Fatu es la niña regordeta de dos añitos, de la que os hablaba en mis mails cuando vivía en Guinea. Un terremoto de energía que se movía por nuestra casa a todas horas y nos mantenía una sonrisa dibujada en la cara. La más pequeña de una familia muy  especial que pasó a ser nuestra familia africana.


ñha filha


 Nunca olvidaré el primer día que la vi, entro en casa sigilosa, por la puerta de atrás, que siempre andaba abierta y se plantó en el salón. Estaba llena de mocos, su tripa era enorme (algo común en muchos niños de Guinea) y llevaba un vestido naranja muy alegre que resaltaba en su piel marrón. Nos miramos, yo sonreí, ella permaneció impasible. Me pareció una niña triste, pero  desde el primer momento me transmitió una ternura especial. Partí unas naranjas y las aplasté para que pudiera beber el zumo, se relamió y enseguida comenzó a sonreír, no sé cuánto tiempo estuve con ella hasta que apareció Cadi, su madre, pero recuerdo que se estableció algo especial, la cogí cariño enseguida.
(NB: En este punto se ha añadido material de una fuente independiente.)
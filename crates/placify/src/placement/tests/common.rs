use std::collections::{BTreeMap, HashMap};
use std::sync::{Arc, Mutex};

use axum::body::Body;
use axum::http::{header, Request};
use axum::response::Response;
use chrono::{DateTime, TimeZone, Utc};
use serde_json::Value;
use tokio::sync::broadcast;

use crate::placement::domain::{
    normalize_email, NewSubmission, Stream, StudentDetails, Submission, SubmissionForm,
    SubmissionId,
};
use crate::placement::identity::{
    Identity, IdentityError, IdentityEvent, IdentityId, IdentityProvider, Session, SessionToken,
    SignInRequest,
};
use crate::placement::store::{
    violates_uniqueness, StoreError, SubmissionFilter, SubmissionOrder, SubmissionPatch,
    SubmissionStore,
};
use crate::placement::{placement_router, PlacementService};

pub(super) fn form(name: &str, email: &str, cgpa: &str, stream: &str) -> SubmissionForm {
    SubmissionForm {
        name: name.to_string(),
        email: email.to_string(),
        sr_number: "SR-1042".to_string(),
        university_number: "U-77881".to_string(),
        cgpa: cgpa.to_string(),
        stream: stream.to_string(),
    }
}

pub(super) fn identity(email: &str) -> Identity {
    Identity {
        uid: IdentityId(format!("uid-{}", normalize_email(email))),
        email: email.to_string(),
        display_name: None,
    }
}

pub(super) fn at(day: u32, hour: u32) -> DateTime<Utc> {
    Utc.with_ymd_and_hms(2025, 1, day, hour, 0, 0)
        .single()
        .expect("valid timestamp")
}

pub(super) fn stored(
    id: &str,
    name: &str,
    cgpa: f64,
    stream: Stream,
    timestamp: DateTime<Utc>,
) -> Submission {
    let email = format!("{}@example.edu", name.to_lowercase().replace(' ', "."));
    Submission {
        id: SubmissionId(id.to_string()),
        owner: identity(&email).uid,
        details: StudentDetails {
            name: name.to_string(),
            email,
            sr_number: format!("SR-{id}"),
            university_number: format!("U-{id}"),
            cgpa,
            stream,
        },
        timestamp,
        eligibility: BTreeMap::new(),
    }
}

#[derive(Default)]
struct MemoryState {
    next_id: u64,
    records: Vec<Submission>,
}

#[derive(Default)]
pub(super) struct MemoryStore {
    state: Mutex<MemoryState>,
}

impl MemoryStore {
    pub(super) fn with_records(records: Vec<Submission>) -> Self {
        let store = Self::default();
        store.state.lock().expect("store mutex poisoned").records = records;
        store
    }

    pub(super) fn len(&self) -> usize {
        self.state.lock().expect("store mutex poisoned").records.len()
    }
}

impl SubmissionStore for MemoryStore {
    fn query(
        &self,
        filter: &SubmissionFilter,
        order: SubmissionOrder,
    ) -> Result<Vec<Submission>, StoreError> {
        let guard = self.state.lock().expect("store mutex poisoned");
        let mut matches: Vec<Submission> = guard
            .records
            .iter()
            .filter(|record| filter.matches(record))
            .cloned()
            .collect();
        order.apply(&mut matches);
        Ok(matches)
    }

    fn get_all(&self) -> Result<Vec<Submission>, StoreError> {
        self.query(&SubmissionFilter::All, SubmissionOrder::Unordered)
    }

    fn fetch(&self, id: &SubmissionId) -> Result<Option<Submission>, StoreError> {
        let guard = self.state.lock().expect("store mutex poisoned");
        Ok(guard.records.iter().find(|record| record.id == *id).cloned())
    }

    fn insert(&self, submission: NewSubmission) -> Result<Submission, StoreError> {
        let mut guard = self.state.lock().expect("store mutex poisoned");
        let email_key = submission.details.email_key();
        if guard
            .records
            .iter()
            .any(|existing| violates_uniqueness(existing, &submission.owner, &email_key))
        {
            return Err(StoreError::Conflict);
        }

        guard.next_id += 1;
        let record = Submission {
            id: SubmissionId(format!("sub-{:03}", guard.next_id)),
            owner: submission.owner,
            details: submission.details,
            timestamp: submission.timestamp,
            eligibility: BTreeMap::new(),
        };
        guard.records.push(record.clone());
        Ok(record)
    }

    fn update(&self, id: &SubmissionId, patch: SubmissionPatch) -> Result<(), StoreError> {
        let mut guard = self.state.lock().expect("store mutex poisoned");
        if let SubmissionPatch::Details { details, .. } = &patch {
            let email_key = details.email_key();
            if guard
                .records
                .iter()
                .any(|existing| existing.id != *id && existing.details.email_key() == email_key)
            {
                return Err(StoreError::Conflict);
            }
        }

        let record = guard
            .records
            .iter_mut()
            .find(|record| record.id == *id)
            .ok_or(StoreError::NotFound)?;
        patch.apply(record);
        Ok(())
    }

    fn delete(&self, id: &SubmissionId) -> Result<(), StoreError> {
        let mut guard = self.state.lock().expect("store mutex poisoned");
        let index = guard
            .records
            .iter()
            .position(|record| record.id == *id)
            .ok_or(StoreError::NotFound)?;
        guard.records.remove(index);
        Ok(())
    }
}

pub(super) struct UnavailableStore;

impl SubmissionStore for UnavailableStore {
    fn query(
        &self,
        _filter: &SubmissionFilter,
        _order: SubmissionOrder,
    ) -> Result<Vec<Submission>, StoreError> {
        Err(StoreError::Unavailable("database offline".to_string()))
    }

    fn get_all(&self) -> Result<Vec<Submission>, StoreError> {
        Err(StoreError::Unavailable("database offline".to_string()))
    }

    fn fetch(&self, _id: &SubmissionId) -> Result<Option<Submission>, StoreError> {
        Err(StoreError::Unavailable("database offline".to_string()))
    }

    fn insert(&self, _submission: NewSubmission) -> Result<Submission, StoreError> {
        Err(StoreError::Unavailable("database offline".to_string()))
    }

    fn update(&self, _id: &SubmissionId, _patch: SubmissionPatch) -> Result<(), StoreError> {
        Err(StoreError::Unavailable("database offline".to_string()))
    }

    fn delete(&self, _id: &SubmissionId) -> Result<(), StoreError> {
        Err(StoreError::Unavailable("database offline".to_string()))
    }
}

/// Store whose queries always return the same documents, ignoring the filter.
pub(super) struct DuplicateStore(pub(super) Vec<Submission>);

impl SubmissionStore for DuplicateStore {
    fn query(
        &self,
        _filter: &SubmissionFilter,
        _order: SubmissionOrder,
    ) -> Result<Vec<Submission>, StoreError> {
        Ok(self.0.clone())
    }

    fn get_all(&self) -> Result<Vec<Submission>, StoreError> {
        Ok(self.0.clone())
    }

    fn fetch(&self, _id: &SubmissionId) -> Result<Option<Submission>, StoreError> {
        Ok(None)
    }

    fn insert(&self, _submission: NewSubmission) -> Result<Submission, StoreError> {
        Err(StoreError::Unavailable("read only".to_string()))
    }

    fn update(&self, _id: &SubmissionId, _patch: SubmissionPatch) -> Result<(), StoreError> {
        Err(StoreError::Unavailable("read only".to_string()))
    }

    fn delete(&self, _id: &SubmissionId) -> Result<(), StoreError> {
        Err(StoreError::Unavailable("read only".to_string()))
    }
}

pub(super) struct MemoryIdentity {
    sessions: Mutex<HashMap<SessionToken, Identity>>,
    issued: Mutex<u64>,
    events: broadcast::Sender<IdentityEvent>,
}

impl Default for MemoryIdentity {
    fn default() -> Self {
        let (events, _) = broadcast::channel(16);
        Self {
            sessions: Mutex::new(HashMap::new()),
            issued: Mutex::new(0),
            events,
        }
    }
}

impl IdentityProvider for MemoryIdentity {
    fn sign_in(&self, request: SignInRequest) -> Result<Session, IdentityError> {
        let mut issued = self.issued.lock().expect("identity mutex poisoned");
        *issued += 1;
        let token = SessionToken(format!("token-{}", *issued));
        let mut identity = identity(request.email.trim());
        identity.display_name = request.display_name;

        self.sessions
            .lock()
            .expect("identity mutex poisoned")
            .insert(token.clone(), identity.clone());
        let _ = self.events.send(IdentityEvent::SignedIn(identity.clone()));
        Ok(Session { token, identity })
    }

    fn current_user(&self, token: &SessionToken) -> Result<Option<Identity>, IdentityError> {
        let guard = self.sessions.lock().expect("identity mutex poisoned");
        Ok(guard.get(token).cloned())
    }

    fn sign_out(&self, token: &SessionToken) -> Result<(), IdentityError> {
        let removed = self
            .sessions
            .lock()
            .expect("identity mutex poisoned")
            .remove(token);
        if let Some(identity) = removed {
            let _ = self.events.send(IdentityEvent::SignedOut(identity.uid));
        }
        Ok(())
    }

    fn subscribe(&self) -> broadcast::Receiver<IdentityEvent> {
        self.events.subscribe()
    }
}

pub(super) fn build_service() -> (
    PlacementService<MemoryStore, MemoryIdentity>,
    Arc<MemoryStore>,
    Arc<MemoryIdentity>,
) {
    build_service_with(MemoryStore::default())
}

pub(super) fn build_service_with(
    store: MemoryStore,
) -> (
    PlacementService<MemoryStore, MemoryIdentity>,
    Arc<MemoryStore>,
    Arc<MemoryIdentity>,
) {
    let store = Arc::new(store);
    let identity = Arc::new(MemoryIdentity::default());
    let service = PlacementService::new(store.clone(), identity.clone());
    (service, store, identity)
}

pub(super) fn router_for<S, I>(service: PlacementService<S, I>) -> axum::Router
where
    S: SubmissionStore + 'static,
    I: IdentityProvider + 'static,
{
    placement_router(Arc::new(service))
}

pub(super) fn json_request(
    method: &str,
    uri: &str,
    token: Option<&str>,
    body: Value,
) -> Request<Body> {
    let mut builder = Request::builder()
        .method(method)
        .uri(uri)
        .header(header::CONTENT_TYPE, "application/json");
    if let Some(token) = token {
        builder = builder.header(header::AUTHORIZATION, format!("Bearer {token}"));
    }
    builder
        .body(Body::from(serde_json::to_vec(&body).expect("json body")))
        .expect("request builds")
}

pub(super) fn empty_request(method: &str, uri: &str, token: Option<&str>) -> Request<Body> {
    let mut builder = Request::builder().method(method).uri(uri);
    if let Some(token) = token {
        builder = builder.header(header::AUTHORIZATION, format!("Bearer {token}"));
    }
    builder.body(Body::empty()).expect("request builds")
}

pub(super) async fn read_body(response: Response) -> Vec<u8> {
    axum::body::to_bytes(response.into_body(), 64 * 1024)
        .await
        .expect("read body")
        .to_vec()
}

pub(super) async fn read_json_body(response: Response) -> Value {
    let body = read_body(response).await;
    serde_json::from_slice(&body).expect("json payload")
}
Al cabo de unos días las visitas de Fatu se hicieron usuales, siempre venía acompañada de Augusta y Domingas, sus hermanastras, a las cuales también quiero y recuerdo todos los días.  Fatu correteaba por la casa, se revolcaba por los pasillos, se subía a los colchones, jugaba a matar hormigas, gritaba y balbuceaba ese extraño idioma que tienen los niños y en unos meses se convirtió en la reina de la casa. Tan grande era el afecto mutuo que Domingas comenzó a llamarme “mame di Fatu”  y al final la propia niña comenzó a llamarme mamá.
Un día nos sorprendieron con la triste noticia de que Fatu se marchaba a Barro, otra ciudad. Pues Cadi no podía hacerse cargo de ella y en casa de su hermana la necesitaban, esperarían a que creciera un poco y  pronto Fatu podría trabajar junto a su tía lavando platos.
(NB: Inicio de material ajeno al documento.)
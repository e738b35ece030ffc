use crate::config::ConfigError;
use crate::placement::PlacementError;
use crate::telemetry::TelemetryError;
use axum::http::StatusCode;
use axum::response::{IntoResponse, Response};
use axum::Json;
use serde_json::json;
use std::fmt;
use std::path::PathBuf;

#[derive(Debug)]
pub enum AppError {
    Config(ConfigError),
    Telemetry(TelemetryError),
    Io(std::io::Error),
    Server(axum::Error),
    Seed {
        path: PathBuf,
        source: serde_json::Error,
    },
    Placement(PlacementError),
}

impl AppError {
    pub fn seed(path: impl Into<PathBuf>, source: serde_json::Error) -> Self {
        Self::Seed {
            path: path.into(),
            source,
        }
    }
}

impl fmt::Display for AppError {
    fn fmt(&self, f: &mut fmt::Formatter<'_>) -> fmt::Result {
        match self {
            AppError::Config(err) => write!(f, "configuration error: {}", err),
            AppError::Telemetry(err) => write!(f, "telemetry error: {}", err),
            AppError::Io(err) => write!(f, "io error: {}", err),
            AppError::Server(err) => write!(f, "server error: {}", err),
            AppError::Seed { path, source } => {
                write!(f, "unreadable submissions in {}: {}", path.display(), source)
            }
            AppError::Placement(err) => write!(f, "placement error: {}", err),
        }
    }
}

impl std::error::Error for AppError {
    fn source(&self) -> Option<&(dyn std::error::Error + 'static)> {
        match self {
            AppError::Config(err) => Some(err),
            AppError::Telemetry(err) => Some(err),
            AppError::Io(err) => Some(err),
            AppError::Server(err) => Some(err),
            AppError::Seed { source, .. } => Some(source),
            AppError::Placement(err) => Some(err),
        }
    }
}

impl IntoResponse for AppError {
    fn into_response(self) -> Response {
        match self {
            AppError::Placement(err) => err.into_response(),
            other => {
                let body = Json(json!({ "error": other.to_string() }));
                (StatusCode::INTERNAL_SERVER_ERROR, body).into_response()
            }
        }
    }
}

impl From<ConfigError> for AppError {
    fn from(value: ConfigError) -> Self {
        Self::Config(value)
    }
}

impl From<TelemetryError> for AppError {
    fn from(value: TelemetryError) -> Self {
        Self::Telemetry(value)
    }
}

impl From<std::io::Error> for AppError {
    fn from(value: std::io::Error) -> Self {
        Self::Io(value)
    }
}

impl From<axum::Error> for AppError {
    fn from(value: axum::Error) -> Self {
        Self::Server(value)
    }
}

impl From<PlacementError> for AppError {
    fn from(value: PlacementError) -> Self {
        Self::Placement(value)
    }
}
Allí estaba ella, en la puerta de casa con su mochilita y un gorro protegiéndola del Sol, sin saber muy bien lo que pasaba ni a donde iba, al lado Cadi su madre destrozada por el dolor de la separación. Acompañamos a Fatu y a su abuela a la plaza de Bissorã, recuerdo que era viernes, día de Lumo (mercadillo) y aprovechamos para comprar un vestidito a Fatu. Montaron en un camión y se marcharon, se me formó un nudo en la garganta y al volver a casa sólo sentí un inmenso vacío. La próxima vez que Fatu la niñita de dos años, visitará Bissorã lo haría convertida en una mujer.
Ayer 22 de Agosto del 2011, llamé a Jahir un amigo guineano, la noticia me descolocó y retumbó en mi cabeza. Fatu la hija de Cadi había muerto esa misma mañana. No lo podía creer. ¿Qué había pasado? Tenía fiebre. Fatu nunca habría muerto de esa manera, ni a esa edad en el mundo rico. Y así cuántos niños como ella mueren en el continente olvidado por cada abrir y cerrar de ojos.

“Lo que una vez disfrutamos, nunca lo perdemos. Todo lo que amamos profundamente se convierte en parte de nosotros mismos.”